Je vais maintenant m’amuser à compiler quelques liens. La plupart sont issus de l’excellent blog de Baldur Bjarnason, qui couvre le sujet en profondeur et avec un esprit critique mais objectif. Ça tombe bien puisque je partage nombre de points de vue et que ça me permettra de résumer.
- Game Over, Amazon Wins : À ne pas respecter les « règles les plus basiques du jeu », les revendeurs EPUB renforcent Amazon.
- Treat eBook developers as developers : Il est temps de traiter les gens qui développent des livres numériques comme des développeurs à part entière. Je reviendrai sur ce point dans la suite de ce billet.
- ePub Widgets and Windows : Un billet beaucoup plus pointu mais qui relate d’un énorme problème : Adobe (et donc beaucoup de liseuses) ne prend pas en compte les pages référencées comme non-linéaires (donc secondaires).
- Full Bleed Examples and issues : Billet qui relate d’un gros problème au niveau des fonds de page.
- Centering in eBooks across eReaders (Liz Castro) : sorte de tutoriel qui finit cette liste en beauté puisque l’on a ici un article assez long dont le sujet est « Comment centrer un élément, avec des marges, pour qu’il soit effectivement centré sur toutes les liseuses ? » (non, vous ne rêvez pas, votre serviteur a également dû tricher pour y arriver puisque que tout ce qui tourne avec le moteur de rendu Adobe est incapable d’interpréter la façon de styler normale…)

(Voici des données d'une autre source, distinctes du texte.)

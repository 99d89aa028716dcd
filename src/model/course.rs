//! Courses and the student groups enrolled in them.

use super::ids::{CourseId, GroupId};
use std::collections::BTreeSet;

/// A cohort of students that sit the same set of exams.
#[derive(Debug, Clone, PartialEq, Eq)]
#[cfg_attr(feature = "serde", derive(serde::Serialize, serde::Deserialize))]
pub struct StudentGroup {
    name: String,
    size: u32,
    courses: Vec<CourseId>,
}

impl StudentGroup {
    pub(crate) fn new(name: impl Into<String>, size: u32) -> Self {
        Self {
            name: name.into(),
            size,
            courses: Vec::new(),
        }
    }

    pub fn name(&self) -> &str {
        &self.name
    }

    /// Declared number of students in the group.
    pub fn size(&self) -> u32 {
        self.size
    }

    /// Courses taken by this group, in enrollment order.
    pub fn courses(&self) -> &[CourseId] {
        &self.courses
    }

    pub(crate) fn push_course(&mut self, course: CourseId) {
        self.courses.push(course);
    }
}

/// A course needing one exam slot.
///
/// Enrollment is the sum of the sizes of all linked groups and is
/// accumulated as groups are linked.
#[derive(Debug, Clone, PartialEq, Eq)]
#[cfg_attr(feature = "serde", derive(serde::Serialize, serde::Deserialize))]
pub struct Course {
    name: String,
    groups: BTreeSet<GroupId>,
    enrollment: u32,
}

impl Course {
    pub(crate) fn new(name: impl Into<String>) -> Self {
        Self {
            name: name.into(),
            groups: BTreeSet::new(),
            enrollment: 0,
        }
    }

    pub fn name(&self) -> &str {
        &self.name
    }

    pub fn groups(&self) -> &BTreeSet<GroupId> {
        &self.groups
    }

    /// Total number of students sitting this course's exam.
    pub fn enrollment(&self) -> u32 {
        self.enrollment
    }

    /// Two courses are together when at least one group takes both.
    pub fn is_together_with(&self, other: &Course) -> bool {
        !self.groups.is_disjoint(&other.groups)
    }

    /// Links a group. Returns `false` if it was already linked, in which
    /// case enrollment is left unchanged.
    pub(crate) fn add_group(&mut self, group: GroupId, size: u32) -> bool {
        if !self.groups.insert(group) {
            return false;
        }
        self.enrollment = self.enrollment.saturating_add(size);
        true
    }
}
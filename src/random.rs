//! Seedable random source used by the optimizers.

use rand::rngs::StdRng;
use rand::SeedableRng;

/// Creates a deterministic RNG from a seed.
pub fn create_rng(seed: u64) -> StdRng {
    StdRng::seed_from_u64(seed)
}

/// Creates an RNG from `seed`, or from fresh entropy when `None`.
pub fn rng_from_option(seed: Option<u64>) -> StdRng {
    match seed {
        Some(s) => create_rng(s),
        None => create_rng(rand::random()),
    }
}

Résumons. D’un côté, l’IDPF fait un boulot énorme, un boulot d’ailleurs formidable à bien des égards (cf. Readium), documente au mieux, se met à l’écoute des intervenants et avance très rapidement par rapport au web sur certains sujets (HTML5, CSS3). De l’autre, les revendeurs n’intègrent pas tous les mêmes spécifications, ne les intègrent pas de la même façon, ne documentent absolument rien et offrent encore moins de logiciels pour faciliter la tâche des développeurs.
Au final, et j’ai cherché longtemps, on peut dire que seuls Amazon (documentation + logiciel de prévisualisation) et Apple (documentation privée + logiciel utilitaire qui n’envoie malheureusement que le fichier vers un iPad…) daignent réellement jouer le jeu. Je sais qu’il existe de la documentation chez Kobo pour le fixed-layout, je trouve que c’est un bon premier pas et les encouragerai donc à en rédiger une pour EPUB3 afin de rendre la transition plus douce.
Ceci n’a peut-être l’air de rien mais c’est la documentation Amazon pour les développeurs et c’est de loin la plus complète aujourd’hui… De plus, cette documentation est publique.
Je suis allé faire un petit tour chez Adobe, qui offre une compilation de choses à faire mais surtout à ne pas faire, des choses à ne pas faire du tout et des trucs auxquels il ne faut même pas penser. Utilité ? Zéro. Pourtant, avec un nombre si important de partenaires, ils ont, je pense, une nécessité absolue de documenter. Si j’ai raté quelque chose, merci de me le préciser (des fois qu’ils planquent la docu de peur que les concurrents la récupèrent…).
Je suis également allé faire un tour chez Barnes & Noble, j’y ai trouvé :
VIII. CSS/Fonts
When defining styles in the CSS, margins should be set as pixels, not ems, or % of ems. This will optimize the viewing area regardless of selected font or type size.
The page margins should be set at 30 pixels on the top and sides, with 20 pixels on the bottom.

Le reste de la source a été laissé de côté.